Having collated these numbers, the fighting success of a focal individual (which I will refer to as DCB) is calculated as

DCB = (B + Σb + 1)/(L + Σl + 1),

where the “+1” term on both the top and bottom of the equation allows a meaningful metric to be calculated for individuals that are either never seen to win or lose.

Using the group interactions given in Figure 1, we calculate DCB for the individual coloured black using the following reasoning:

Figure 2: Calculating black's win (left panel) and loss (right panel) statistics
Figure 2: Calculating black’s win (left panel) and loss (right panel) statistics

Following Figure 2, we see that B = 8, Σb = 2 + 2 + 2 + 1 + 1 + 0 + 0 + 0 = 8, L = 3, and Σl = 2 + 2 + 0 = 4. So, DCB = (8 + 8 + 1)/(3 + 4 + 1) = 2.125 for the black individual. Similarly, using the reasoning given in Figure 3, DCB =1.167 for the blue individual.

Figure 3: Calculating blue's win (left panel) and loss (right panel) statistics
Figure 3: Calculating blue’s win (left panel) and loss (right panel) statistics

A larger value of DCB will notify a greater fighting ability, and the maximum size of the statistic within an observed group is going to depend on both the size of the group and the maximum number of other animals that each individual in the group interacts with.   In their original paper, Clutton-Brock and his colleagues found DCB for red deer ranged between 0 and a little over 3.
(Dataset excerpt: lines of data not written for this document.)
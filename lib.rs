//! Ferroclic - RISC-V interrupt controller layer for the Ferrovisor hypervisor
//!
//! This crate presents one logical interrupt-ID space to the hypervisor
//! core and to guests, on top of either:
//! - a core-local interrupt controller (CLIC) whose sources are delegated
//!   to S-mode through SBI calls, or
//! - the legacy platform-level interrupt controller (PLIC).
//!
//! It also carries the per-VM virtual CLIC state used to trap and emulate
//! guest accesses to the CLIC register file.

#![cfg_attr(not(test), no_std)]

// Core modules
pub mod config;
pub mod utils;

// Architecture-specific code
pub mod arch;

#[cfg(test)]
pub(crate) mod testing;

// Re-export key types for convenience
pub use arch::riscv64::interrupt::{
    system_init, ControllerMode, InterruptController, IrqHandler, IrqResult, TrapOutcome,
};
pub use arch::riscv64::smp::sbi::{Firmware, SbiError, SbiRet};
pub use config::{InterruptConfig, PlatformDescriptor};

/// Crate version
pub const VERSION: &str = env!("CARGO_PKG_VERSION");

/// Logical interrupt identifier (flat, hypervisor-wide)
pub type IrqId = usize;
/// Hart (hardware thread) identifier
pub type HartId = usize;
/// Virtual machine identifier
pub type VmId = usize;

/// Common error type for the interrupt layer
#[derive(Debug, Clone, Copy, PartialEq, Eq)]
pub enum Error {
    /// Invalid argument
    InvalidArgument,
    /// Register offset or identifier outside the supported range
    OutOfRange,
    /// Register access not naturally aligned
    Misaligned,
    /// Controller has not been brought up yet
    NotInitialized,
    /// Resource unavailable
    ResourceUnavailable,
    /// Resource busy
    Busy,
    /// Firmware returned an error
    Firmware(SbiError),
}

impl From<SbiError> for Error {
    fn from(err: SbiError) -> Self {
        Error::Firmware(err)
    }
}

impl core::fmt::Display for Error {
    fn fmt(&self, f: &mut core::fmt::Formatter<'_>) -> core::fmt::Result {
        match self {
            Error::InvalidArgument => f.write_str("invalid argument"),
            Error::OutOfRange => f.write_str("out of range"),
            Error::Misaligned => f.write_str("misaligned register access"),
            Error::NotInitialized => f.write_str("interrupt controller not initialized"),
            Error::ResourceUnavailable => f.write_str("resource unavailable"),
            Error::Busy => f.write_str("resource busy"),
            Error::Firmware(e) => write!(f, "firmware error {:?}", e),
        }
    }
}

/// Result type alias
pub type Result<T> = core::result::Result<T, Error>;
This is a simple statistic to compute, but I would caution that it should really only be used for comparing individuals within a group, given that it is dependent upon both group size and number of interactions recorded. The metric is also dependent upon observed relationships being fixed: an individual that wins an interaction will always win future interactions with the same opponent. This suggests that caution should be used if this metric were to be transferred to observed interactions where the dynamic between a dyad could change over time.

Further reading

Clutton-Brock TH, Albon SD, Gibson RM & Guinness FE (1979). The logical stag: adaptive aspects of fighting in red deer (Cervus elaphus L.). Animal Behaviour 27: 211-225 | pdf

Rands SA (2014). We must consider dynamic changes in behavior in social networks, and conduct manipulations: comment on Pinter-Wollman et al. Behavioral Ecology 25: 259-260 | full text | pdf

Technical Note: The network diagrams were drawn on a Mac with Dia Diagram Editor (open source freeware), and coerced into nice smooth images with GIMP (GNU Image Manipulation Program: open source freeware).